As the end of his second term approached and Washington determined not to run for another term, he took it upon himself to produce a document that would summarize his advice to the nation, sort of like a fatherly farewell. The document is known as Washington’s Farewell Address. It was never delivered as a speech and was written by Alexander Hamilton, but it expresses the first President’s views. It is no coincidence that a large portion of it is a warning against the destructive nature of partisanship. Below I excerpt some of Washington’s thoughts on partisanship, and embed the entire document at the end.

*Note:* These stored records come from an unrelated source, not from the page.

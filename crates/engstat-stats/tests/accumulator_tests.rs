//! Accumulator property tests
//!
//! Checks the streaming results against direct two-pass computations.

use engstat_stats::{
    CorrelationAccumulator, GroupedAccumulator, HistogramConfig, MomentAccumulator, Quartiles,
    StreamingHistogram,
};
use proptest::prelude::*;
use rstest::rstest;

/// Deterministic pseudo-random sequence (LCG), skewed by squaring
fn sample(n: usize, seed: u64) -> Vec<f64> {
    let mut state = seed;
    (0..n)
        .map(|_| {
            state = state
                .wrapping_mul(6364136223846793005)
                .wrapping_add(1442695040888963407);
            let u = (state >> 11) as f64 / (1u64 << 53) as f64;
            100.0 * u * u + 3.0 * u
        })
        .collect()
}

struct Batch {
    mean: f64,
    variance: f64,
    skewness: f64,
    kurtosis: f64,
}

fn batch(data: &[f64]) -> Batch {
    let n = data.len() as f64;
    let mean = data.iter().sum::<f64>() / n;
    let m2: f64 = data.iter().map(|x| (x - mean).powi(2)).sum();
    let m3: f64 = data.iter().map(|x| (x - mean).powi(3)).sum();
    let m4: f64 = data.iter().map(|x| (x - mean).powi(4)).sum();
    Batch {
        mean,
        variance: m2 / (n - 1.0),
        skewness: n.sqrt() * m3 / m2.powf(1.5),
        kurtosis: n * m4 / (m2 * m2) - 3.0,
    }
}

fn close(a: f64, b: f64, tolerance: f64) -> bool {
    (a - b).abs() <= tolerance * (1.0 + b.abs())
}

// === Moments ===

#[rstest]
#[case(3)]
#[case(10)]
#[case(100)]
#[case(1_000)]
#[case(10_000)]
fn test_incremental_matches_batch(#[case] n: usize) {
    let data = sample(n, n as u64);
    let mut acc = MomentAccumulator::new();
    acc.extend(data.iter().copied());
    let expected = batch(&data);

    assert!(close(acc.mean(), expected.mean, 1e-9));
    assert!(close(acc.variance(), expected.variance, 1e-9));
    assert!(close(acc.skewness(), expected.skewness, 1e-7));
    assert!(close(acc.kurtosis(), expected.kurtosis, 1e-7));
}

#[rstest]
#[case(&[], 0.0, 0.0)]
#[case(&[4.0], 0.0, 0.0)]
#[case(&[4.0, 8.0], 8.0, 0.0)]
#[case(&[2.0, 2.0, 2.0, 2.0], 0.0, 0.0)]
fn test_degenerate_inputs_report_zero(
    #[case] data: &[f64],
    #[case] variance: f64,
    #[case] skewness: f64,
) {
    let mut acc = MomentAccumulator::new();
    acc.extend(data.iter().copied());
    let summary = acc.finalize();
    assert_eq!(summary.variance, variance);
    assert_eq!(summary.skewness, skewness);
    assert_eq!(summary.kurtosis, 0.0);
    assert!(!summary.shape_defined);
}

proptest! {
    #[test]
    fn test_mean_matches_two_pass(data in prop::collection::vec(-1.0e6f64..1.0e6, 1..500)) {
        let mut acc = MomentAccumulator::new();
        acc.extend(data.iter().copied());
        let expected = data.iter().sum::<f64>() / data.len() as f64;
        let scale = data.iter().fold(1.0f64, |m, x| m.max(x.abs()));
        prop_assert!((acc.mean() - expected).abs() <= 1e-9 * scale);
    }

    #[test]
    fn test_min_le_max(data in prop::collection::vec(-1.0e3f64..1.0e3, 1..100)) {
        let summary = {
            let mut acc = MomentAccumulator::new();
            acc.extend(data.iter().copied());
            acc.finalize()
        };
        prop_assert!(summary.min.unwrap() <= summary.max.unwrap());
        prop_assert_eq!(summary.count, data.len() as u64);
    }

    // === Correlation ===

    #[test]
    fn test_correlation_symmetric_unit_diagonal(
        rows in prop::collection::vec(prop::collection::vec(-1.0e3f64..1.0e3, 4), 0..60)
    ) {
        let mut acc = CorrelationAccumulator::new(vec![
            "a".into(), "b".into(), "c".into(), "d".into(),
        ]);
        for row in &rows {
            acc.add_row(row).unwrap();
        }
        let matrix = acc.finalize();
        for i in 0..4 {
            prop_assert_eq!(matrix.get(i, i), Some(1.0));
            for j in 0..4 {
                let a = matrix.get(i, j).unwrap();
                let b = matrix.get(j, i).unwrap();
                prop_assert!(!a.is_nan());
                prop_assert!((a - b).abs() < 1e-12);
            }
        }
    }

    // === Histogram ===

    #[test]
    fn test_fixed_range_counts_every_in_range_value(
        data in prop::collection::vec(-20.0f64..20.0, 0..300),
        bins in 1usize..40,
    ) {
        let mut hist = StreamingHistogram::new(HistogramConfig::with_range(bins, -10.0, 10.0)).unwrap();
        hist.add_batch(&data).unwrap();
        let result = hist.finalize();

        let in_range = data.iter().filter(|x| (-10.0..=10.0).contains(*x)).count() as u64;
        prop_assert_eq!(result.binned(), in_range);
        prop_assert_eq!(result.binned() + result.out_of_range, result.summary.count);
        prop_assert!(result.bin_edges.windows(2).all(|w| w[0] < w[1]));
    }
}

#[test]
fn test_constant_column_correlates_zero() {
    let mut acc = CorrelationAccumulator::new(vec!["x".into(), "flat".into(), "y".into()]);
    for x in sample(200, 7) {
        acc.add_row(&[x, 1234.5, x * 0.5 - 3.0]).unwrap();
    }
    let matrix = acc.finalize();
    assert_eq!(matrix.get_by_name("x", "flat"), Some(0.0));
    assert_eq!(matrix.get_by_name("flat", "y"), Some(0.0));
    assert!((matrix.get_by_name("x", "y").unwrap() - 1.0).abs() < 1e-9);
}

// === Grouped ===

#[test]
fn test_grouped_moments_match_ungrouped() {
    let data = sample(500, 11);
    let mut grouped = GroupedAccumulator::new(vec!["value".into()]);
    let mut even = MomentAccumulator::new();
    let mut odd = MomentAccumulator::new();

    for (i, &x) in data.iter().enumerate() {
        let key = (i % 2) as i64;
        grouped.add_row(key, &[x]).unwrap();
        if key == 0 {
            even.add_value(x);
        } else {
            odd.add_value(x);
        }
    }

    let report = grouped.finalize();
    let g0 = report.group(0).unwrap().column("value").unwrap();
    let g1 = report.group(1).unwrap().column("value").unwrap();
    assert_eq!(g0.mean, even.mean());
    assert_eq!(g0.kurtosis, even.kurtosis());
    assert_eq!(g1.variance, odd.variance());
    assert_eq!(g1.skewness, odd.skewness());
}

#[test]
fn test_grouped_quartiles_are_nearest_rank() {
    let mut data = sample(101, 3);
    let mut grouped = GroupedAccumulator::new(vec!["value".into()]);
    for &x in &data {
        grouped.add_row(9, &[x]).unwrap();
    }
    let report = grouped.finalize();
    let stats = report.group(9).unwrap().column("value").unwrap();

    let expected = Quartiles::from_values(&mut data).unwrap();
    assert_eq!(stats.q1, data[25]);
    assert_eq!(stats.q3, data[75]);
    assert_eq!(stats.median, data[50]);
    assert_eq!(stats.iqr, expected.iqr());
}
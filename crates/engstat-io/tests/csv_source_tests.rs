//! CSV row source tests against files on disk

use engstat_io::{
    open_source, ColumnType, CsvOptions, CsvRowSource, IoError, Row, RowSource, Value,
};
use rstest::rstest;
use std::io::Write;
use tempfile::NamedTempFile;

const ENGINE_CSV: &str = "\
Engine rpm,Lub oil pressure,Fuel pressure,Coolant pressure,lub oil temp,Coolant temp,Engine Condition
700,2.49,11.79,3.17,84.14,81.63,1
876,2.94,16.19,2.46,77.64,82.44,0
520,2.96,6.55,1.06,77.75,79.64,1
";

fn write_fixture(contents: &str, suffix: &str) -> NamedTempFile {
    let mut file = tempfile::Builder::new().suffix(suffix).tempfile().unwrap();
    file.write_all(contents.as_bytes()).unwrap();
    file.flush().unwrap();
    file
}

fn drain(source: &mut dyn RowSource) -> Vec<Result<Row, IoError>> {
    std::iter::from_fn(|| source.next_row()).collect()
}

// === Schema ===

#[test]
fn test_headers_are_normalized() {
    let file = write_fixture(ENGINE_CSV, ".csv");
    let source = CsvRowSource::open(file.path().to_str().unwrap()).unwrap();

    assert_eq!(
        source.schema().column_names(),
        vec![
            "engine_rpm",
            "lub_oil_pressure",
            "fuel_pressure",
            "coolant_pressure",
            "lub_oil_temp",
            "coolant_temp",
            "engine_condition",
        ]
    );
    assert_eq!(source.schema().num_records, Some(3));
    assert_eq!(source.format_name(), "CSV");
}

#[test]
fn test_types_are_inferred() {
    let file = write_fixture(ENGINE_CSV, ".csv");
    let source = CsvRowSource::open(file.path().to_str().unwrap()).unwrap();
    let schema = source.schema();

    assert_eq!(schema.column("engine_rpm").unwrap().dtype, ColumnType::Integer);
    assert_eq!(schema.column("fuel_pressure").unwrap().dtype, ColumnType::Float);
    assert_eq!(
        schema.column("engine_condition").unwrap().dtype,
        ColumnType::Integer
    );
}

#[test]
fn test_raw_headers_kept_when_not_normalized() {
    let file = write_fixture(ENGINE_CSV, ".csv");
    let options = CsvOptions {
        normalize_headers: false,
        ..CsvOptions::default()
    };
    let source = CsvRowSource::open_with_options(file.path().to_str().unwrap(), options).unwrap();
    assert_eq!(source.schema().column_names()[0], "Engine rpm");
}

#[test]
fn test_text_column_rejected_unless_skipped() {
    let contents = "Time,Engine rpm\n2024-01-01T00:00,700\n2024-01-01T00:01,710\n";
    let file = write_fixture(contents, ".csv");
    let path = file.path().to_str().unwrap();

    assert!(matches!(
        CsvRowSource::open(path),
        Err(IoError::InvalidFormat(_))
    ));

    let options = CsvOptions {
        skip_columns: vec!["time".to_string()],
        ..CsvOptions::default()
    };
    let mut source = CsvRowSource::open_with_options(path, options).unwrap();
    assert_eq!(source.schema().column_names(), vec!["engine_rpm"]);
    let rows = drain(&mut source);
    assert_eq!(rows[1].as_ref().unwrap().get(0), Some(Value::Integer(710)));
}

#[test]
fn test_missing_file() {
    assert!(matches!(
        CsvRowSource::open("/nonexistent/engine.csv"),
        Err(IoError::FileNotFound(_))
    ));
}

// === Streaming ===

#[test]
fn test_rows_stream_and_rewind() {
    let file = write_fixture(ENGINE_CSV, ".csv");
    let mut source = CsvRowSource::open(file.path().to_str().unwrap()).unwrap();

    let rows = drain(&mut source);
    assert_eq!(rows.len(), 3);
    let first = rows[0].as_ref().unwrap();
    assert_eq!(first.get(0), Some(Value::Integer(700)));
    assert_eq!(first.get_f64(2), Some(11.79));

    source.rewind().unwrap();
    let again = drain(&mut source);
    assert_eq!(again.len(), 3);
    assert_eq!(again[0].as_ref().unwrap(), first);
}

#[test]
fn test_malformed_rows_are_recoverable() {
    let contents = "a,b\n1,2.0\n2,oops\n3\n4,5.5\n";
    let file = write_fixture(contents, ".csv");
    let mut source = CsvRowSource::open(file.path().to_str().unwrap()).unwrap();

    let rows = drain(&mut source);
    assert_eq!(rows.len(), 4);
    assert!(rows[0].is_ok());
    assert!(matches!(rows[1], Err(IoError::MalformedRow { row: 2, .. })));
    assert!(rows[2].as_ref().unwrap_err().is_recoverable());
    assert_eq!(rows[3].as_ref().unwrap().get_f64(1), Some(5.5));
}

// === Dispatch ===

#[rstest]
#[case(".csv", "a,b\n1,2\n")]
#[case(".tsv", "a\tb\n1\t2\n")]
fn test_open_source_by_extension(#[case] suffix: &str, #[case] contents: &str) {
    let file = write_fixture(contents, suffix);
    let mut source = open_source(file.path().to_str().unwrap()).unwrap();
    assert_eq!(source.schema().column_names(), vec!["a", "b"]);
    let row = source.next_row().unwrap().unwrap();
    assert_eq!(row.get_f64(1), Some(2.0));
}
//! engstat CLI - Statistics over engine telemetry files
//!
//! Reads a CSV (or TSV) file of sensor readings and reports:
//! - Per-column moments (`stats`)
//! - The Pearson correlation matrix (`corr`)
//! - Statistics per engine condition (`condition`)
//! - Histograms (`hist`)
//! - All of the above from a single pass (`all`)

use std::path::{Path, PathBuf};

use clap::{Args, Parser, Subcommand};
use engstat_core::{report, Analysis, AnalysisConfig};
use engstat_io::{BoxedSource, CsvRowSource};
use engstat_stats::BinMethod;
use tracing_subscriber::{layer::SubscriberExt, util::SubscriberInitExt};

mod settings;

use settings::Overrides;

/// engstat command line
#[derive(Parser)]
#[command(name = "engstat")]
#[command(about = "Streaming statistics for engine telemetry", long_about = None)]
#[command(version)]
struct Cli {
    /// Configuration file (TOML or JSON)
    #[arg(short, long, env = "ENGSTAT_CONFIG", global = true)]
    config: Option<PathBuf>,

    /// Print results as JSON
    #[arg(long, global = true)]
    json: bool,

    /// Enable debug logging
    #[arg(short, long, global = true)]
    verbose: bool,

    #[command(subcommand)]
    command: Commands,
}

/// Available commands
#[derive(Subcommand)]
enum Commands {
    /// Mean, variance, skewness and kurtosis of every column
    #[command(alias = "stat")]
    Stats(InputArgs),

    /// Pearson correlation matrix
    Corr {
        #[command(flatten)]
        input: InputArgs,

        /// Leave a column out of the matrix (repeatable)
        #[arg(long = "exclude", value_name = "COL")]
        exclude: Vec<String>,
    },

    /// Statistics per engine condition
    Condition {
        #[command(flatten)]
        input: InputArgs,

        /// Discrete column to group by
        #[arg(long = "group", value_name = "COL")]
        group: Option<String>,
    },

    /// Histogram of one column, or of every column
    #[command(alias = "graph")]
    Hist {
        #[command(flatten)]
        input: InputArgs,

        #[command(flatten)]
        histogram: HistogramArgs,
    },

    /// Every statistic from a single pass
    All {
        #[command(flatten)]
        input: InputArgs,

        /// Discrete column to group by
        #[arg(long = "group", value_name = "COL")]
        group: Option<String>,

        /// Leave a column out of the correlation matrix (repeatable)
        #[arg(long = "exclude", value_name = "COL")]
        exclude: Vec<String>,

        #[command(flatten)]
        histogram: HistogramArgs,
    },

    /// Show the effective configuration
    Config,
}

#[derive(Args)]
struct InputArgs {
    /// Input file
    file: PathBuf,

    /// Field delimiter
    #[arg(short, long)]
    delimiter: Option<char>,

    /// Drop a column when reading, such as a timestamp (repeatable)
    #[arg(long = "skip", value_name = "COL")]
    skip: Vec<String>,
}

#[derive(Args)]
struct HistogramArgs {
    /// Target column; every column when omitted
    #[arg(long)]
    column: Option<String>,

    /// Number of bins
    #[arg(long)]
    bins: Option<usize>,

    /// Bin method (auto, sturges, sqrt, fd, fixed_width)
    #[arg(long)]
    method: Option<BinMethod>,

    /// Lower edge of the bin range
    #[arg(long, requires = "max", allow_negative_numbers = true)]
    min: Option<f64>,

    /// Upper edge of the bin range
    #[arg(long, requires = "min", allow_negative_numbers = true)]
    max: Option<f64>,

    /// Bin width (implies the fixed_width method)
    #[arg(long)]
    bin_width: Option<f64>,

    /// Fail on values outside the bin range instead of counting them
    #[arg(long)]
    reject_out_of_range: bool,

    /// Do not measure the range with an extra pass
    #[arg(long)]
    no_prescan: bool,
}

impl InputArgs {
    fn overrides(&self) -> Overrides {
        Overrides {
            delimiter: self.delimiter,
            skip_columns: self.skip.clone(),
            ..Overrides::default()
        }
    }
}

impl HistogramArgs {
    fn apply(self, overrides: Overrides) -> Overrides {
        Overrides {
            histogram_column: self.column,
            num_bins: self.bins,
            method: self.method,
            min_value: self.min,
            max_value: self.max,
            bin_width: self.bin_width,
            reject_out_of_range: self.reject_out_of_range,
            no_prescan: self.no_prescan,
            ..overrides
        }
    }
}

fn main() -> Result<(), Box<dyn std::error::Error>> {
    let cli = Cli::parse();

    // Initialize tracing
    let filter = if cli.verbose { "engstat=debug" } else { "engstat=info" };
    tracing_subscriber::registry()
        .with(
            tracing_subscriber::EnvFilter::try_from_default_env()
                .unwrap_or_else(|_| filter.into()),
        )
        .with(tracing_subscriber::fmt::layer().with_writer(std::io::stderr))
        .init();

    let (file_config, config_path) = settings::load(cli.config.as_deref())?;
    match &config_path {
        Some(path) => tracing::debug!("Using configuration file {}", path.display()),
        None => tracing::debug!("Using default configuration"),
    }

    let (input, analysis) = match cli.command {
        Commands::Stats(input) => {
            let config = input.overrides().apply(file_config);
            (input, Analysis::new(config).with_moments())
        }
        Commands::Corr { input, exclude } => {
            let overrides = Overrides {
                exclude_columns: exclude,
                ..input.overrides()
            };
            (input, Analysis::new(overrides.apply(file_config)).with_correlation())
        }
        Commands::Condition { input, group } => {
            let overrides = Overrides {
                group_column: group,
                ..input.overrides()
            };
            let config = overrides.apply(file_config);
            let group = config.group_column.clone();
            (input, Analysis::new(config).with_grouped(group))
        }
        Commands::Hist { input, histogram } => {
            let config = histogram.apply(input.overrides()).apply(file_config);
            let analysis = match config.histogram.column.clone() {
                Some(column) => Analysis::new(config).with_histogram(column),
                None => Analysis::new(config).with_all_histograms(),
            };
            (input, analysis)
        }
        Commands::All {
            input,
            group,
            exclude,
            histogram,
        } => {
            // An explicit --group must exist in the file
            let required = group.is_some();
            let overrides = histogram.apply(Overrides {
                group_column: group,
                exclude_columns: exclude,
                ..input.overrides()
            });
            let config = overrides.apply(file_config);
            let group = config.group_column.clone();
            let analysis = Analysis::everything(config);
            let analysis = if required {
                analysis.with_grouped(group)
            } else {
                analysis
            };
            (input, analysis)
        }
        Commands::Config => {
            file_config.validate()?;
            match &config_path {
                Some(path) => println!("# {}", path.display()),
                None => println!("# defaults"),
            }
            print!("{}", file_config.to_toml()?);
            return Ok(());
        }
    };

    let mut source = open(&input.file, analysis.config())?;
    let result = analysis.run(&mut source)?;

    if cli.json {
        println!("{}", report::to_json(&result)?);
    } else {
        print!("{}", report::render_text(&result));
    }

    Ok(())
}

/// Open the input with the configured reader options
///
/// `.tsv` files default to a tab delimiter unless one is configured.
fn open(path: &Path, config: &AnalysisConfig) -> Result<BoxedSource, Box<dyn std::error::Error>> {
    let path_str = path
        .to_str()
        .ok_or_else(|| format!("path is not valid UTF-8: {}", path.display()))?;

    let extension = path
        .extension()
        .and_then(|e| e.to_str())
        .map(|e| e.to_lowercase())
        .unwrap_or_default();

    let mut options = config.source.csv_options();
    match extension.as_str() {
        "csv" => {}
        "tsv" if config.source.delimiter == ',' => options.delimiter = b'\t',
        "tsv" => {}
        _ => return Ok(engstat_io::open_source(path_str)?),
    }

    Ok(Box::new(CsvRowSource::open_with_options(path_str, options)?))
}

In contemplating the causes which may disturb our Union, it occurs as matter of serious concern that any ground should have been furnished for characterizing parties by geographical discriminations, Northern and Southern, Atlantic and Western; whence designing men may endeavor to excite a belief that there is a real difference of local interests and views. One of the expedients of party to acquire influence within particular districts is to misrepresent the opinions and aims of other districts. You cannot shield yourselves too much against the jealousies and heartburnings which spring from these misrepresentations; they tend to render alien to each other those who ought to be bound together by fraternal affection…. Will it not be their wisdom to rely for the preservation of these advantages on the Union by which they were procured ? Will they not henceforth be deaf to those advisers, if such there are, who would sever them from their brethren and connect them with aliens?
 
 
Respect for its authority, compliance with its laws, acquiescence in its measures, are duties enjoined by the fundamental maxims of true liberty. The basis of our political systems is the right of the people to make and to alter their constitutions of government. But the Constitution which at any time exists, till changed by an explicit and authentic act of the whole people, is sacredly obligatory upon all. The very idea of the power and the right of the people to establish government presupposes the duty of every individual to obey the established government.
 
All obstructions to the execution of the laws, all combinations and associations, under whatever plausible character, with the real design to direct, control, counteract, or awe the regular deliberation and action of the constituted authorities, are destructive of this fundamental principle, and of fatal tendency. They serve to organize faction, to give it an artificial and extraordinary force; to put, in the place of the delegated will of the nation the will of a party, often a small but artful and enterprising minority of the community; and, according to the alternate triumphs of different parties, to make the public administration the mirror of the ill-concerted and incongruous projects of faction, rather than the organ of consistent and wholesome plans digested by common counsels and modified by mutual interests.
 
However combinations or associations of the above description may now and then answer popular ends, they are likely, in the course of time and things, to become potent engines, by which cunning, ambitious, and unprincipled men will be enabled to subvert the power of the people and to usurp for themselves the reins of government, destroying afterwards the very engines which have lifted them to unjust dominion.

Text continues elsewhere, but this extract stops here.